# Information provided
○ ○ ○ ○

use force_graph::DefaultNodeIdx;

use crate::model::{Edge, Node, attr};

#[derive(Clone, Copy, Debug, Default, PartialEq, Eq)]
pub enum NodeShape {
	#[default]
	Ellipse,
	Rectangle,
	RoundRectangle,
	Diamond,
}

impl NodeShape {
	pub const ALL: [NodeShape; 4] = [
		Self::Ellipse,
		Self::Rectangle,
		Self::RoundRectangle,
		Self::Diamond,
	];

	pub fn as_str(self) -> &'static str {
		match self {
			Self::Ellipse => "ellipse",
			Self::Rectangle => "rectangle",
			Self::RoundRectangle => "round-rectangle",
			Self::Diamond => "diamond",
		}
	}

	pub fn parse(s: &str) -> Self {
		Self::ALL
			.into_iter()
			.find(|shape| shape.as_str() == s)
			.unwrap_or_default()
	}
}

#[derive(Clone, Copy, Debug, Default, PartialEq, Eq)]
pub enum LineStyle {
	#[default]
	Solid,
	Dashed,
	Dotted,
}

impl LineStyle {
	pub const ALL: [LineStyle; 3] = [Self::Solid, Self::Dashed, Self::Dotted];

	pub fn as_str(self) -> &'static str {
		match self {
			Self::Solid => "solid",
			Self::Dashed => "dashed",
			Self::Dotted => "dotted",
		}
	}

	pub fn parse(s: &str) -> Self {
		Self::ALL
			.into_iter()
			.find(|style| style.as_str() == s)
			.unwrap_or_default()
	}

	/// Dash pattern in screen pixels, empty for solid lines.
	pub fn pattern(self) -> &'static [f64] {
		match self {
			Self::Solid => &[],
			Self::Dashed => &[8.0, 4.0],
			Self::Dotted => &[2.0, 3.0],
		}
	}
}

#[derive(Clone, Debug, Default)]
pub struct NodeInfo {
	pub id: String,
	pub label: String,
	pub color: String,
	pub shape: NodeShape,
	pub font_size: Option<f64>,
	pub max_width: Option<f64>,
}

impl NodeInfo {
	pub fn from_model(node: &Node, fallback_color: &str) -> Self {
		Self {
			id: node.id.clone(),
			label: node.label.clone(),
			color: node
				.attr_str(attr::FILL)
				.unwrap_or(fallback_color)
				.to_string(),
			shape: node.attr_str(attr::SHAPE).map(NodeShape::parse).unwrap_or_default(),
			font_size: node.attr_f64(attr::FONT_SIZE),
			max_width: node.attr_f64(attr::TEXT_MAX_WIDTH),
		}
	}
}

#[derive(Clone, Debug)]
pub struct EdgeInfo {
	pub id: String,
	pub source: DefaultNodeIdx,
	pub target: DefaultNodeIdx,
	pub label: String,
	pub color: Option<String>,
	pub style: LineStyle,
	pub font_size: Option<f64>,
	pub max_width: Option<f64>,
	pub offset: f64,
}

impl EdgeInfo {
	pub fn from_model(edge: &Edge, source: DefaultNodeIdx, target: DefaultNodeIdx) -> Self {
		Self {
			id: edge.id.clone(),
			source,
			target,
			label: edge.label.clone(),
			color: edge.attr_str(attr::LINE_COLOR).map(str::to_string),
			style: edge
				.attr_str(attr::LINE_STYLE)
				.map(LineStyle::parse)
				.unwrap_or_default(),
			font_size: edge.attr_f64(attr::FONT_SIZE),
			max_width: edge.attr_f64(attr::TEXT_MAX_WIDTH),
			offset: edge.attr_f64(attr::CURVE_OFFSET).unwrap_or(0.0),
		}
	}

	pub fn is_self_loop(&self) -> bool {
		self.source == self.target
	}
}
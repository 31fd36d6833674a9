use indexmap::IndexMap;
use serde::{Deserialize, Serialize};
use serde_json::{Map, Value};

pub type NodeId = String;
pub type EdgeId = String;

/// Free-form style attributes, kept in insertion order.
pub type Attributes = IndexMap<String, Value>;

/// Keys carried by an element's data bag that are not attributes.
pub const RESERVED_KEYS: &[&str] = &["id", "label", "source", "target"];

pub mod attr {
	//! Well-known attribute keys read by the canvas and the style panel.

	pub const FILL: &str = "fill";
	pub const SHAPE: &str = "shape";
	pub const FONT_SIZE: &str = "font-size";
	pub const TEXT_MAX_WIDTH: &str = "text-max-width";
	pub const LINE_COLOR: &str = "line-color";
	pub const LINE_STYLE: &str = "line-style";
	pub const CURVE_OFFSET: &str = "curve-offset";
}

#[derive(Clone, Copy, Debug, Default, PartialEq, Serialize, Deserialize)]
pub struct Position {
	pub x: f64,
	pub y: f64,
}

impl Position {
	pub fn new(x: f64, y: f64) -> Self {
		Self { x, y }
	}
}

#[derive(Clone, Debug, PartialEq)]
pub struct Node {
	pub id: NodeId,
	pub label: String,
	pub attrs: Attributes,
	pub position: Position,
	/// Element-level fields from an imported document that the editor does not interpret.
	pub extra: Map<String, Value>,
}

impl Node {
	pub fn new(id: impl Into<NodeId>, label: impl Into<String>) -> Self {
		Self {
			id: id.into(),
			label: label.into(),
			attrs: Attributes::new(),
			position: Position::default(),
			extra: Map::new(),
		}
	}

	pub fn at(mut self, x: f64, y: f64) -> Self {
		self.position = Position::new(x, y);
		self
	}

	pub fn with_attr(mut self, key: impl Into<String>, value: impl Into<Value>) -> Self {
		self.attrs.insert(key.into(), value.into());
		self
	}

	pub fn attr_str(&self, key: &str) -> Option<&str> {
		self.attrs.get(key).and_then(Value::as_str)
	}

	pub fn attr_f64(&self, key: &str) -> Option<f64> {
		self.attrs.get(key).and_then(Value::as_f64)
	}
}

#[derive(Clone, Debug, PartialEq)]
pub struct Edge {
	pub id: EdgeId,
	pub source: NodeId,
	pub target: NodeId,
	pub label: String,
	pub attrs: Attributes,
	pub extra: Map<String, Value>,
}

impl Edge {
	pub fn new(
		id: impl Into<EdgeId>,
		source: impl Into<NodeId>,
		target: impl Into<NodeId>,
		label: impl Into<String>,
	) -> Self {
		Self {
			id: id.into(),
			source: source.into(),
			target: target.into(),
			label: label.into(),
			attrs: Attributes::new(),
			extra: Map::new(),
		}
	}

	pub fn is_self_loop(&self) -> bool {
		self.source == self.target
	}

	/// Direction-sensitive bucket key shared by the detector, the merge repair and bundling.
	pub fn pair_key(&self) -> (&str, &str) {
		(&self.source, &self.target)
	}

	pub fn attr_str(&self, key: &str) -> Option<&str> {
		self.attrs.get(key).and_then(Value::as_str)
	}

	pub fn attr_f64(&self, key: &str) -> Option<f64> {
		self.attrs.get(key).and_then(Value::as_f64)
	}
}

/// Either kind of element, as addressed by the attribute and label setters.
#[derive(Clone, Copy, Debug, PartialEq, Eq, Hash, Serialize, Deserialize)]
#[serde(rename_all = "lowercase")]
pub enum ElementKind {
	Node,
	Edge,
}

○ ○ ○ ○

# Task requirements
Return each line of the data where the word "target" appears.

# Task result
	pub target: DefaultNodeIdx,
	pub fn from_model(edge: &Edge, source: DefaultNodeIdx, target: DefaultNodeIdx) -> Self {
			target,
		self.source == self.target
pub const RESERVED_KEYS: &[&str] = &["id", "label", "source", "target"];
	pub target: NodeId,
		target: impl Into<NodeId>,
			target: target.into(),
		self.source == self.target
		(&self.source, &self.target)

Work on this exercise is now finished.